Sony Might Owe You Money, Here's Why
Six years later, Sony settles a class-action lawsuit related to the PlayStation 3.
The ability to install Linux was one of the reasons some users purchased the older PlayStation 3 model, so when Sony locked out support for this in 2010, not everyone was happy. A class-action lawsuit was filed against Sony that year, and now, six years later, Sony has agreed to settle the case.
Ars Technica reports that, under the terms of the settlement--which has not yet been approved--Sony has agreed to pay as much as $55 to as many as 10 million PS3 owners. To get the full $55, gamers need to "attest under oath to their purchase of the product and installation of Linux, provide proof of their purchase or serial number and PlayStation Network Sign-in ID, and submit some proof of their use of the Other OS functionality."
Console owners can also claim $9 in a process that is less involved. To do this, they must send in a claim that explains how, when they bought the system, they "knew about the Other OS, relied upon the Other OS functionality, and intended to use the Other OS functionality."
Alternatively, gamers can get the $9 if they "attest that he or she lost value and/or desired functionality or was otherwise injured as a consequence of Firmware Update 3.21 issued on April 1, 2010."
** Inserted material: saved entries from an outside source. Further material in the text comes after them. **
use std::net::SocketAddr;
use std::path::PathBuf;

use anyhow::{Context, Result, bail};

/// Longest accepted token lifetime, ten years.
const MAX_TOKEN_TTL_DAYS: i64 = 3650;

/// Placeholder JWT secrets that MUST NOT be used.
const PLACEHOLDER_SECRETS: &[&str] = &[
    "change-me-to-a-random-string",
    "dev-secret-change-me",
    "blaxgram-secret-key-2024",
];

#[derive(Debug, Clone)]
pub struct Config {
    pub jwt_secret: String,
    pub db_path: PathBuf,
    pub addr: SocketAddr,
    pub token_ttl_days: i64,
    /// Directory served for non-API paths (the web client), if any.
    pub static_dir: Option<PathBuf>,
}

impl Config {
    pub fn from_env() -> Result<Self> {
        Self::from_lookup(|key| std::env::var(key).ok())
    }

    fn from_lookup(get: impl Fn(&str) -> Option<String>) -> Result<Self> {
        let jwt_secret = get("BLAXGRAM_JWT_SECRET").unwrap_or_default();
        if jwt_secret.is_empty() || PLACEHOLDER_SECRETS.contains(&jwt_secret.as_str()) {
            bail!("BLAXGRAM_JWT_SECRET is unset or still a placeholder; set it in your .env file");
        }

        let db_path = get("BLAXGRAM_DB_PATH").unwrap_or_else(|| "blaxgram.db".into()).into();
        let host = get("BLAXGRAM_HOST").unwrap_or_else(|| "0.0.0.0".into());
        let port: u16 = get("BLAXGRAM_PORT")
            .unwrap_or_else(|| "3000".into())
            .parse()
            .context("BLAXGRAM_PORT must be a port number")?;
        let addr = format!("{}:{}", host, port)
            .parse()
            .with_context(|| format!("invalid listen address {}:{}", host, port))?;

        let token_ttl_days: i64 = match get("BLAXGRAM_TOKEN_TTL_DAYS") {
            Some(v) => v.parse().context("BLAXGRAM_TOKEN_TTL_DAYS must be an integer")?,
            None => 30,
        };
        if !(1..=MAX_TOKEN_TTL_DAYS).contains(&token_ttl_days) {
            bail!("BLAXGRAM_TOKEN_TTL_DAYS must be between 1 and {}", MAX_TOKEN_TTL_DAYS);
        }

        let static_dir = get("BLAXGRAM_STATIC_DIR").filter(|d| !d.is_empty()).map(PathBuf::from);

        Ok(Self {
            jwt_secret,
            db_path,
            addr,
            token_ttl_days,
            static_dir,
        })
    }
}

#[cfg(test)]
mod tests {
    use std::collections::HashMap;

    use super::*;

    fn lookup(pairs: &[(&str, &str)]) -> impl Fn(&str) -> Option<String> {
        let map: HashMap<String, String> =
            pairs.iter().map(|(k, v)| (k.to_string(), v.to_string())).collect();
        move |key| map.get(key).cloned()
    }

    #[test]
    fn defaults_apply() {
        let config = Config::from_lookup(lookup(&[("BLAXGRAM_JWT_SECRET", "s3cret")])).unwrap();
        assert_eq!(config.db_path, PathBuf::from("blaxgram.db"));
        assert_eq!(config.addr, "0.0.0.0:3000".parse().unwrap());
        assert_eq!(config.token_ttl_days, 30);
        assert!(config.static_dir.is_none());
    }

    #[test]
    fn placeholder_secret_rejected() {
        assert!(Config::from_lookup(lookup(&[])).is_err());
        assert!(Config::from_lookup(lookup(&[("BLAXGRAM_JWT_SECRET", "dev-secret-change-me")])).is_err());
    }

    #[test]
    fn overrides_parse() {
        let config = Config::from_lookup(lookup(&[
            ("BLAXGRAM_JWT_SECRET", "s3cret"),
            ("BLAXGRAM_HOST", "127.0.0.1"),
            ("BLAXGRAM_PORT", "8080"),
            ("BLAXGRAM_TOKEN_TTL_DAYS", "7"),
            ("BLAXGRAM_STATIC_DIR", "./public"),
        ]))
        .unwrap();
        assert_eq!(config.addr, "127.0.0.1:8080".parse().unwrap());
        assert_eq!(config.token_ttl_days, 7);
        assert_eq!(config.static_dir, Some(PathBuf::from("./public")));

        let bad = Config::from_lookup(lookup(&[("BLAXGRAM_JWT_SECRET", "s"), ("BLAXGRAM_PORT", "http")]));
        assert!(bad.is_err());
    }

    #[test]
    fn token_ttl_bounded() {
        for ttl in ["0", "-3", "3651", "200000000"] {
            let result = Config::from_lookup(lookup(&[
                ("BLAXGRAM_JWT_SECRET", "s3cret"),
                ("BLAXGRAM_TOKEN_TTL_DAYS", ttl),
            ]));
            assert!(result.is_err(), "ttl {ttl} accepted");
        }

        let config = Config::from_lookup(lookup(&[
            ("BLAXGRAM_JWT_SECRET", "s3cret"),
            ("BLAXGRAM_TOKEN_TTL_DAYS", "3650"),
        ]))
        .unwrap();
        assert_eq!(config.token_ttl_days, 3650);
    }
}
Only gamers in the US who bought a "fat" PS3 between November 1, 2006 and April 1, 2010 are eligible for the settlement offer. Additionally, there is $2.25 million provided in the settlement in attorneys' fees for the legal counsel that brought the claims against Sony.
A judge will decide in July if the settlement offer will be approved.
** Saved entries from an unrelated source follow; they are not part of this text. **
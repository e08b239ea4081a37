use anyhow::{Result, anyhow};
use chrono::{DateTime, Utc};
use rusqlite::params;

use crate::models::{BotRow, NewBot};
use crate::{Database, timestamp};

impl Database {
    // -- Bots --

    /// Insert a bot. Duplicate id, username or token fail with a UNIQUE
    /// violation (see [`crate::is_unique_violation`]).
    pub fn create_bot(&self, new: &NewBot<'_>, now: DateTime<Utc>) -> Result<BotRow> {
        self.with_conn_mut(|conn| {
            conn.execute(
                "INSERT INTO bots (id, name, username, description, token, commands, created_by, created_at)
                 VALUES (?1, ?2, ?3, ?4, ?5, ?6, ?7, ?8)",
                params![
                    new.id,
                    new.name,
                    new.username,
                    new.description,
                    new.token,
                    new.commands,
                    new.created_by,
                    timestamp(now)
                ],
            )?;

            let sql = format!("SELECT {} FROM bots WHERE id = ?1", BotRow::COLUMNS);
            conn.query_row(&sql, [new.id], BotRow::from_row)
                .map_err(|e| anyhow!("bot {} not readable after insert: {}", new.id, e))
        })
    }

    pub fn get_bots_by_creator(&self, user_id: i64) -> Result<Vec<BotRow>> {
        self.with_conn(|conn| {
            let sql = format!(
                "SELECT {} FROM bots WHERE created_by = ?1 ORDER BY created_at, id",
                BotRow::COLUMNS
            );
            let mut stmt = conn.prepare(&sql)?;
            let rows = stmt
                .query_map([user_id], BotRow::from_row)?
                .collect::<std::result::Result<Vec<_>, _>>()?;
            Ok(rows)
        })
    }
}

#[cfg(test)]
mod tests {
    use super::*;
    use crate::is_unique_violation;
    use crate::queries::test_support::register;

    fn bot<'a>(id: &'a str, username: &'a str, token: &'a str, created_by: i64) -> NewBot<'a> {
        NewBot {
            id,
            name: "Helper",
            username,
            description: "",
            token,
            commands: r#"[{"command":"/start"}]"#.to_string(),
            created_by,
        }
    }

    #[test]
    fn bots_are_listed_per_creator() {
        let db = Database::open_in_memory().unwrap();
        let alice = register(&db, "@alice");
        let bob = register(&db, "@bob");

        db.create_bot(&bot("b1", "@helper_bot", "t1", alice.id), Utc::now()).unwrap();
        db.create_bot(&bot("b2", "@other_bot", "t2", bob.id), Utc::now()).unwrap();

        let mine = db.get_bots_by_creator(alice.id).unwrap();
        assert_eq!(mine.len(), 1);
        assert_eq!(mine[0].username, "@helper_bot");
        assert_eq!(mine[0].commands, r#"[{"command":"/start"}]"#);
    }

    #[test]
    fn duplicate_token_is_unique_violation() {
        let db = Database::open_in_memory().unwrap();
        let alice = register(&db, "@alice");

        db.create_bot(&bot("b1", "@one_bot", "same", alice.id), Utc::now()).unwrap();
        let err = db.create_bot(&bot("b2", "@two_bot", "same", alice.id), Utc::now()).unwrap_err();
        assert!(is_unique_violation(&err));

        let err = db.create_bot(&bot("b1", "@three_bot", "t3", alice.id), Utc::now()).unwrap_err();
        assert!(is_unique_violation(&err));
    }
}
According to the agreement, which was filed in court last Friday, Sony will reach out to customers via the PlayStation Network email database. There will also be internet banner ads and search-related ads on sites including GameSpot and sister company CNET, the deal said. You can read the full, 30-page document here.
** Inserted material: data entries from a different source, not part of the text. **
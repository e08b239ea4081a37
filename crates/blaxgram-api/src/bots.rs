use axum::{Extension, Json, extract::State, http::StatusCode, response::IntoResponse};
use chrono::Utc;
use serde_json::Value;
use tracing::info;

use blaxgram_db::is_unique_violation;
use blaxgram_db::models::NewBot;
use blaxgram_types::api::{Bot, Claims, CreateBotRequest};

use crate::auth::AppState;
use crate::convert;
use crate::error::ApiError;
use crate::extract::ApiJson;
use crate::run_db;

pub async fn create_bot(
    State(state): State<AppState>,
    Extension(claims): Extension<Claims>,
    ApiJson(req): ApiJson<CreateBotRequest>,
) -> Result<impl IntoResponse, ApiError> {
    let id = req.id.trim().to_string();
    let name = req.name.trim().to_string();
    let username = req.username.trim().to_string();
    let token = req.token.trim().to_string();
    if [&id, &name, &username, &token].iter().any(|f| f.is_empty()) {
        return Err(ApiError::bad_request("Bot id, name, username and token required"));
    }

    let description = req.description.unwrap_or_default();
    let commands = Value::Array(req.commands).to_string();
    let user_id = claims.sub;

    let result = run_db(&state, move |db| {
        db.create_bot(
            &NewBot {
                id: &id,
                name: &name,
                username: &username,
                description: &description,
                token: &token,
                commands,
                created_by: user_id,
            },
            Utc::now(),
        )
    })
    .await;

    match result {
        Ok(row) => {
            info!("User {} created bot {}", claims.username, row.username);
            Ok((StatusCode::CREATED, Json(convert::bot(row))))
        }
        Err(ApiError::Internal(e)) if is_unique_violation(&e) => {
            Err(ApiError::bad_request("Bot already exists"))
        }
        Err(e) => Err(e),
    }
}

pub async fn list_bots(
    State(state): State<AppState>,
    Extension(claims): Extension<Claims>,
) -> Result<Json<Vec<Bot>>, ApiError> {
    let rows = run_db(&state, move |db| db.get_bots_by_creator(claims.sub)).await?;
    Ok(Json(rows.into_iter().map(convert::bot).collect()))
}
mod bots;
mod chats;
mod gift_links;
mod messages;
mod users;
mod xost_bots;

pub use gift_links::{GIFT_LINK_PRICE, PREMIUM_DAYS};
pub use users::ProfileUpdate;
pub use xost_bots::PAYMENT_GRACE_DAYS;

use anyhow::Result;
use rusqlite::Connection;

/// Whether a username is reserved or already belongs to a user.
pub(crate) fn username_taken(conn: &Connection, username: &str) -> Result<bool> {
    let taken = conn.query_row(
        "SELECT EXISTS(SELECT 1 FROM taken_usernames WHERE username = ?1)
             OR EXISTS(SELECT 1 FROM users WHERE username = ?1)",
        [username],
        |row| row.get(0),
    )?;
    Ok(taken)
}

#[cfg(test)]
pub(crate) mod test_support {
    use chrono::Utc;

    use crate::Database;
    use crate::models::{NewUser, RegisterOutcome, UserRow};

    pub fn register(db: &Database, username: &str) -> UserRow {
        let outcome = db
            .register_user(
                &NewUser {
                    name: "Test",
                    last_name: "",
                    username,
                    phone: "",
                },
                Utc::now(),
            )
            .unwrap();
        match outcome {
            RegisterOutcome::Created(user) => user,
            RegisterOutcome::UsernameTaken => panic!("username {username} already taken"),
        }
    }
}
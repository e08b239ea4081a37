//! Extractors whose rejections render as [`ApiError`] JSON.

use axum::extract::FromRequest;
use axum::extract::FromRequestParts;

use crate::error::ApiError;

#[derive(FromRequest)]
#[from_request(via(axum::Json), rejection(ApiError))]
pub struct ApiJson<T>(pub T);

#[derive(FromRequestParts)]
#[from_request(via(axum::extract::Path), rejection(ApiError))]
pub struct ApiPath<T>(pub T);

#[derive(FromRequestParts)]
#[from_request(via(axum::extract::Query), rejection(ApiError))]
pub struct ApiQuery<T>(pub T);
use anyhow::Result;
use rusqlite::Connection;
use tracing::info;

/// Usernames that are reserved before any user registers.
pub const RESERVED_USERNAMES: &[&str] = &[
    "@blaxgram",
    "@bot",
    "@anna_s",
    "@ivan_p",
    "@blaxgram_chat",
    "@botfather",
];

pub fn run(conn: &Connection) -> Result<()> {
    conn.execute_batch(
        "CREATE TABLE IF NOT EXISTS schema_version (version INTEGER NOT NULL);"
    )?;

    let version: i64 = conn
        .query_row("SELECT COALESCE(MAX(version), 0) FROM schema_version", [], |r| r.get(0))?;

    if version < 1 {
        info!("Running migration v1 (initial schema)");
        conn.execute_batch(
            "
            CREATE TABLE IF NOT EXISTS users (
                id              INTEGER PRIMARY KEY AUTOINCREMENT,
                name            TEXT NOT NULL,
                last_name       TEXT NOT NULL DEFAULT '',
                username        TEXT NOT NULL UNIQUE,
                phone           TEXT NOT NULL DEFAULT '',
                bio             TEXT NOT NULL DEFAULT '',
                stars           INTEGER NOT NULL DEFAULT 1000000 CHECK(stars >= 0),
                premium_until   TEXT,
                two_fa_enabled  INTEGER NOT NULL DEFAULT 0,
                two_fa_password TEXT,
                avatar          TEXT NOT NULL DEFAULT '👤',
                created_at      TEXT NOT NULL DEFAULT (datetime('now'))
            );

            CREATE TABLE IF NOT EXISTS chats (
                id                  INTEGER PRIMARY KEY,
                type                TEXT NOT NULL CHECK(type IN ('private', 'channel', 'group', 'bot')),
                name                TEXT NOT NULL,
                username            TEXT,
                avatar              TEXT NOT NULL DEFAULT '👤',
                last_message        TEXT,
                last_message_time   TEXT,
                unread              INTEGER NOT NULL DEFAULT 0,
                online              INTEGER NOT NULL DEFAULT 0,
                verified            INTEGER NOT NULL DEFAULT 0,
                created_by          INTEGER REFERENCES users(id),
                bot_id              TEXT
            );

            CREATE TABLE IF NOT EXISTS messages (
                id              INTEGER PRIMARY KEY AUTOINCREMENT,
                chat_id         INTEGER NOT NULL REFERENCES chats(id),
                user_id         INTEGER REFERENCES users(id),
                text            TEXT NOT NULL DEFAULT '',
                sender          TEXT NOT NULL CHECK(sender IN ('me', 'them', 'system', 'channel')),
                sender_name     TEXT,
                time            TEXT NOT NULL,
                date            TEXT NOT NULL,
                type            TEXT NOT NULL DEFAULT 'text'
                                CHECK(type IN ('text', 'file', 'sticker', 'gift', 'call')),
                file_name       TEXT,
                file_size       TEXT,
                gift_id         INTEGER,
                gift_data       TEXT,
                reactions       TEXT NOT NULL DEFAULT '{}',
                star_reactions  INTEGER NOT NULL DEFAULT 0,
                edited          INTEGER NOT NULL DEFAULT 0,
                reply_to        INTEGER REFERENCES messages(id),
                call_info       TEXT,
                created_at      TEXT NOT NULL DEFAULT (datetime('now'))
            );

            CREATE INDEX IF NOT EXISTS idx_messages_chat
                ON messages(chat_id, id);

            CREATE TABLE IF NOT EXISTS bots (
                id          TEXT PRIMARY KEY,
                name        TEXT NOT NULL,
                username    TEXT NOT NULL UNIQUE,
                description TEXT NOT NULL DEFAULT '',
                token       TEXT NOT NULL UNIQUE,
                commands    TEXT NOT NULL DEFAULT '[]',
                chats       INTEGER NOT NULL DEFAULT 0,
                users       INTEGER NOT NULL DEFAULT 0,
                created_by  INTEGER REFERENCES users(id),
                created_at  TEXT NOT NULL DEFAULT (datetime('now'))
            );

            CREATE TABLE IF NOT EXISTS gift_links (
                id                      TEXT PRIMARY KEY,
                code                    TEXT NOT NULL UNIQUE,
                created_by              INTEGER NOT NULL REFERENCES users(id),
                created_by_username     TEXT NOT NULL,
                created_at              TEXT NOT NULL DEFAULT (datetime('now')),
                expires_at              TEXT NOT NULL,
                activated_by            INTEGER REFERENCES users(id),
                activated_by_username   TEXT,
                activated_at            TEXT
            );

            CREATE TABLE IF NOT EXISTS xost_bots (
                id                  TEXT PRIMARY KEY,
                token               TEXT NOT NULL,
                language            TEXT NOT NULL,
                code                TEXT NOT NULL,
                name                TEXT NOT NULL,
                status              TEXT NOT NULL DEFAULT 'stopped'
                                    CHECK(status IN ('running', 'stopped', 'error')),
                created_at          TEXT NOT NULL DEFAULT (datetime('now')),
                requests            INTEGER NOT NULL DEFAULT 0,
                uptime              TEXT NOT NULL DEFAULT '0h',
                ram                 TEXT NOT NULL DEFAULT '32MB',
                payment_deadline    TEXT,
                logs                TEXT NOT NULL DEFAULT '[]',
                user_id             INTEGER REFERENCES users(id)
            );

            CREATE TABLE IF NOT EXISTS taken_usernames (
                username    TEXT PRIMARY KEY
            );

            CREATE TABLE IF NOT EXISTS chat_participants (
                chat_id     INTEGER NOT NULL REFERENCES chats(id),
                user_id     INTEGER NOT NULL REFERENCES users(id),
                role        TEXT NOT NULL DEFAULT 'member'
                            CHECK(role IN ('member', 'admin', 'owner')),
                joined_at   TEXT NOT NULL DEFAULT (datetime('now')),
                PRIMARY KEY (chat_id, user_id)
            );

            CREATE INDEX IF NOT EXISTS idx_participants_user
                ON chat_participants(user_id);

            CREATE TABLE IF NOT EXISTS user_gifts (
                id          INTEGER PRIMARY KEY AUTOINCREMENT,
                user_id     INTEGER NOT NULL REFERENCES users(id),
                gift_id     INTEGER NOT NULL,
                gift_name   TEXT NOT NULL,
                gift_icon   TEXT NOT NULL,
                gift_price  INTEGER NOT NULL,
                received_at TEXT NOT NULL DEFAULT (datetime('now'))
            );

            INSERT INTO schema_version (version) VALUES (1);
            ",
        )?;
    }

    seed_reserved_usernames(conn)?;

    info!("Database migrations complete");
    Ok(())
}

/// Seeds the reserved set only while it is still empty.
fn seed_reserved_usernames(conn: &Connection) -> Result<()> {
    let count: i64 = conn.query_row("SELECT COUNT(*) FROM taken_usernames", [], |r| r.get(0))?;
    if count > 0 {
        return Ok(());
    }

    let mut stmt = conn.prepare("INSERT INTO taken_usernames (username) VALUES (?1)")?;
    for username in RESERVED_USERNAMES {
        stmt.execute([username])?;
    }
    info!("Seeded {} reserved usernames", RESERVED_USERNAMES.len());
    Ok(())
}

#[cfg(test)]
mod tests {
    use super::*;

    #[test]
    fn migrations_are_idempotent() {
        let conn = Connection::open_in_memory().unwrap();
        run(&conn).unwrap();
        run(&conn).unwrap();

        let version: i64 = conn
            .query_row("SELECT MAX(version) FROM schema_version", [], |r| r.get(0))
            .unwrap();
        assert_eq!(version, 1);

        let reserved: i64 = conn
            .query_row("SELECT COUNT(*) FROM taken_usernames", [], |r| r.get(0))
            .unwrap();
        assert_eq!(reserved as usize, RESERVED_USERNAMES.len());
    }

    #[test]
    fn chat_type_is_constrained() {
        let conn = Connection::open_in_memory().unwrap();
        run(&conn).unwrap();

        let res = conn.execute(
            "INSERT INTO chats (id, type, name) VALUES (1, 'supergroup', 'x')",
            [],
        );
        assert!(res.is_err());
    }
}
This case dates back to 2010, when a man claimed Sony breached its sales contract, as well as "the covenant of good faith and fair dealing," by removing the Other OS feature from the system. The person who brought the suit, Anthony Ventura, alleged that the removal of the Other OS feature was unlawful due to four main reasons. One of the claimed reasons was that Sony marketed the Other OS functionality, and many owners purchased the system over competing products because of the functionality.
The suit also claimed the Other OS feature was valuable, in that it "saves consumers money from having to…buy many additional electronic devices or applications." It further alleged that Sony reneged on its promise to support the functionality, and it did so by surreptitiously announcing the removal of Other OS only as an update on playstation.com.
The update that removed Other OS wasn't technically required, but not installing it would lock you out of PSN.
We have contacted Sony in an attempt to get more details.
This isn't the first time Sony has been caught up in a video game-related class-action lawsuit. Last year, Sony started to hand out compensation for the 2011 PSN hack, which compromised more than 70 million accounts.